Exasperatedly toss the controller onto floor, rather than the couch. The couch is too good for your controller. It deserves to be on the floor. Moderate chance of damage.
Perform a direct overhand pitch into the wall. High chance of damage.
Perform a direct overhead pitch at your television screen, aiming for whatever boss or other challenge it was that most recently defeated you. Medium chance of controller damage. High chance of television damage.
Throw your controller at the television, then get up and rip your console out of the entertainment center and throw that, too. Pull all the cables out through your entertainment center and throw them over your shoulder. Root out the disease. Root it out.

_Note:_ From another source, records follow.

//! Storage backends behind the request handlers.
//!
//! Three async traits describe the remote stores the retail front-end talks to:
//!
//! - [`TableStore`]: schemaless entities keyed by partition and row key
//! - [`QueueStore`]: text messages with receive/delete and pop receipts
//! - [`BlobStore`]: named binary objects grouped into containers
//!
//! Each trait has drivers selected by connection string:
//!
//! | Scheme            | Table | Queue | Blob |
//! |-------------------|-------|-------|------|
//! | `sqlite://...`    | yes   | yes   |      |
//! | `file://...`      |       |       | yes  |
//! | `memory`          | yes   | yes   | yes  |
//!
//! Handles are opened once at startup and shared across requests.

pub mod blob;
pub mod memory;
pub mod naming;
pub mod queue;
pub mod table;

use std::collections::BTreeMap;
use std::path::{Path, PathBuf};
use std::sync::Arc;
use std::time::Duration;

use async_trait::async_trait;
use serde::{Deserialize, Serialize};

pub use blob::LocalBlobStore;
pub use memory::{MemoryBlobStore, MemoryQueueStore, MemoryTableStore};
pub use queue::SqliteQueueStore;
pub use table::SqliteTableStore;

/// Upper bound on messages a single receive call may claim.
pub const MAX_RECEIVE_BATCH: usize = 32;
/// Upper bound on a queue message body, in bytes.
pub const MAX_MESSAGE_BYTES: usize = 64 * 1024;
/// Longest time a received message may stay hidden (7 days).
pub const MAX_VISIBILITY_TIMEOUT_SECS: u64 = 7 * 24 * 60 * 60;

#[derive(Debug, thiserror::Error)]
pub enum StorageError {
    #[error("{kind} '{name}' not found")]
    NotFound { kind: &'static str, name: String },
    #[error("{kind} '{name}' already exists")]
    Conflict { kind: &'static str, name: String },
    #[error("invalid {kind} name '{name}': {reason}")]
    InvalidName { kind: &'static str, name: String, reason: String },
    #[error("invalid input: {0}")]
    InvalidInput(String),
    #[error("unsupported connection string for {kind} storage: {value}")]
    UnsupportedConnection { kind: &'static str, value: String },
    #[error("database error: {0}")]
    Database(#[from] sqlx::Error),
    #[error("I/O error: {0}")]
    Io(#[from] std::io::Error),
    #[error("serialization error: {0}")]
    Serialization(#[from] serde_json::Error),
}

impl StorageError {
    pub fn not_found(kind: &'static str, name: impl Into<String>) -> Self {
        StorageError::NotFound { kind, name: name.into() }
    }

    pub fn conflict(kind: &'static str, name: impl Into<String>) -> Self {
        StorageError::Conflict { kind, name: name.into() }
    }

    pub fn is_not_found(&self) -> bool {
        matches!(self, StorageError::NotFound { .. })
    }
}

pub type StorageResult<T> = Result<T, StorageError>;

/// A schemaless table row. Property values are strings.
#[derive(Debug, Clone, PartialEq, Eq, Serialize, Deserialize)]
pub struct TableEntity {
    pub partition_key: String,
    pub row_key: String,
    pub properties: BTreeMap<String, String>,
}

impl TableEntity {
    pub fn new(partition_key: impl Into<String>, row_key: impl Into<String>) -> Self {
        Self { partition_key: partition_key.into(), row_key: row_key.into(), properties: BTreeMap::new() }
    }

    /// Entity keyed by two fresh random identifiers.
    pub fn with_random_keys() -> Self {
        Self::new(uuid::Uuid::new_v4().to_string(), uuid::Uuid::new_v4().to_string())
    }

    pub fn with_property(mut self, key: impl Into<String>, value: impl Into<String>) -> Self {
        self.properties.insert(key.into(), value.into());
        self
    }

    pub fn get_str(&self, key: &str) -> Option<&str> {
        self.properties.get(key).map(String::as_str)
    }
}

/// A message claimed by [`QueueStore::receive_messages`].
#[derive(Debug, Clone, PartialEq, Eq)]
pub struct ReceivedMessage {
    pub id: String,
    pub text: String,
    pub pop_receipt: String,
    pub dequeue_count: u32,
}

#[derive(Debug, Clone, PartialEq, Eq, Serialize)]
pub struct BlobItem {
    pub name: String,
    pub url: String,
    pub size: u64,
}

#[async_trait]
pub trait TableStore: Send + Sync {
    async fn create_table_if_not_exists(&self, table: &str) -> StorageResult<()>;

    /// Fails with `Conflict` when the key pair is taken and `NotFound` when the
    /// table was never created.
    async fn add_entity(&self, table: &str, entity: TableEntity) -> StorageResult<()>;

    /// All entities ordered by partition key, then row key.
    async fn query_entities(&self, table: &str) -> StorageResult<Vec<TableEntity>>;
}

#[async_trait]
pub trait QueueStore: Send + Sync {
    async fn create_queue_if_not_exists(&self, queue: &str) -> StorageResult<()>;

    /// Returns the new message id.
    async fn send_message(&self, queue: &str, text: &str) -> StorageResult<String>;

    /// Claims up to `max` visible messages (clamped to 1..=32), hiding them for
    /// `visibility_timeout` and issuing a fresh pop receipt for each.
    async fn receive_messages(
        &self,
        queue: &str,
        max: usize,
        visibility_timeout: Duration,
    ) -> StorageResult<Vec<ReceivedMessage>>;

    /// Deletes a claimed message. A stale pop receipt is `NotFound`.
    async fn delete_message(&self, queue: &str, id: &str, pop_receipt: &str) -> StorageResult<()>;
}

#[async_trait]
pub trait BlobStore: Send + Sync {
    async fn create_container_if_not_exists(&self, container: &str) -> StorageResult<()>;

    async fn upload(&self, container: &str, name: &str, data: &[u8], overwrite: bool) -> StorageResult<BlobItem>;

    /// Blobs sorted by name.
    async fn list_blobs(&self, container: &str) -> StorageResult<Vec<BlobItem>>;

    fn blob_url(&self, container: &str, name: &str) -> String;

    /// Directory holding the containers, when blobs live on the local disk and
    /// the server should serve them itself.
    fn local_root(&self) -> Option<&Path> {
        None
    }
}

pub(crate) fn clamp_batch(max: usize) -> usize {
    max.clamp(1, MAX_RECEIVE_BATCH)
}

pub(crate) fn check_visibility_timeout(timeout: Duration) -> StorageResult<()> {
    if timeout > Duration::from_secs(MAX_VISIBILITY_TIMEOUT_SECS) {
        return Err(StorageError::InvalidInput(format!(
            "visibility timeout of {}s exceeds {}s",
            timeout.as_secs(),
            MAX_VISIBILITY_TIMEOUT_SECS
        )));
    }
    Ok(())
}

pub(crate) fn check_message_size(text: &str) -> StorageResult<()> {
    if text.len() > MAX_MESSAGE_BYTES {
        return Err(StorageError::InvalidInput(format!(
            "message is {} bytes, limit is {}",
            text.len(),
            MAX_MESSAGE_BYTES
        )));
    }
    Ok(())
}

/// Joins a URL prefix, a container and a percent-encoded blob name.
pub(crate) fn join_blob_url(public_url: &str, container: &str, name: &str) -> String {
    format!("{}/{}/{}", public_url.trim_end_matches('/'), container, urlencoding::encode(name))
}

/// A parsed backend connection string.
#[derive(Debug, Clone, PartialEq, Eq)]
pub enum Backend {
    Sqlite(String),
    Local(PathBuf),
    Memory,
}

impl Backend {
    pub fn parse(value: &str) -> Option<Backend> {
        let value = value.trim();
        if value == "memory" || value == "memory://" {
            Some(Backend::Memory)
        } else if value.starts_with("sqlite:") {
            Some(Backend::Sqlite(value.to_string()))
        } else {
            value
                .strip_prefix("file://")
                .filter(|p| !p.is_empty())
                .map(|p| Backend::Local(PathBuf::from(p)))
        }
    }
}

fn unsupported(kind: &'static str, value: &str) -> anyhow::Error {
    StorageError::UnsupportedConnection { kind, value: value.to_string() }.into()
}

pub async fn open_table_store(connection_string: &str) -> anyhow::Result<Arc<dyn TableStore>> {
    match Backend::parse(connection_string) {
        Some(Backend::Sqlite(url)) => {
            let pool = crate::db::connect(&url).await?;
            Ok(Arc::new(SqliteTableStore::open(pool).await?))
        }
        Some(Backend::Memory) => Ok(Arc::new(MemoryTableStore::new())),
        _ => Err(unsupported("table", connection_string)),
    }
}

pub async fn open_queue_store(connection_string: &str) -> anyhow::Result<Arc<dyn QueueStore>> {
    match Backend::parse(connection_string) {
        Some(Backend::Sqlite(url)) => {
            let pool = crate::db::connect(&url).await?;
            Ok(Arc::new(SqliteQueueStore::open(pool).await?))
        }
        Some(Backend::Memory) => Ok(Arc::new(MemoryQueueStore::new())),
        _ => Err(unsupported("queue", connection_string)),
    }
}

pub async fn open_blob_store(connection_string: &str, public_url: &str) -> anyhow::Result<Arc<dyn BlobStore>> {
    match Backend::parse(connection_string) {
        Some(Backend::Local(root)) => Ok(Arc::new(LocalBlobStore::open(root, public_url).await?)),
        Some(Backend::Memory) => Ok(Arc::new(MemoryBlobStore::new(public_url))),
        _ => Err(unsupported("blob", connection_string)),
    }
}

Throw your controller directly into your console, knocking it to the floor. Walk over and, while standing, projectile vomit directly onto the console until it stops working.
Build a tiny controller-sized coffin. Get a shovel and drive to an isolated spot several miles out of town. Dig a small, deep hole. Put a fresh set of batteries into your controller and turn it on. Place your controller inside the coffin and bury it alive.
Use your telekinetic powers to lift the entire console apparatus into the air, then slam it into the wall. Hold it in place as you can summon the force of will to blast it into the dark oblivion of an alternate dimension.
Withdraw all the money from your savings account and stack it on top of the controller, then set it on fire. As you breathe in the smoke, conference call your boss and significant other and tell them both to go fuck themselves. Calmly walk from your house as the fire spreads to the carpet and drapes. Take a photo of the blaze from the street and post it to social media with no added description or context. Drop your phone into the nearest drainage hole, pick a direction, and start walking.
I hope this guide has helped you find the controller throw that's right for you. And remember, if you're feeling frustrated, you can always take a break! That boss fight will be there when you get back.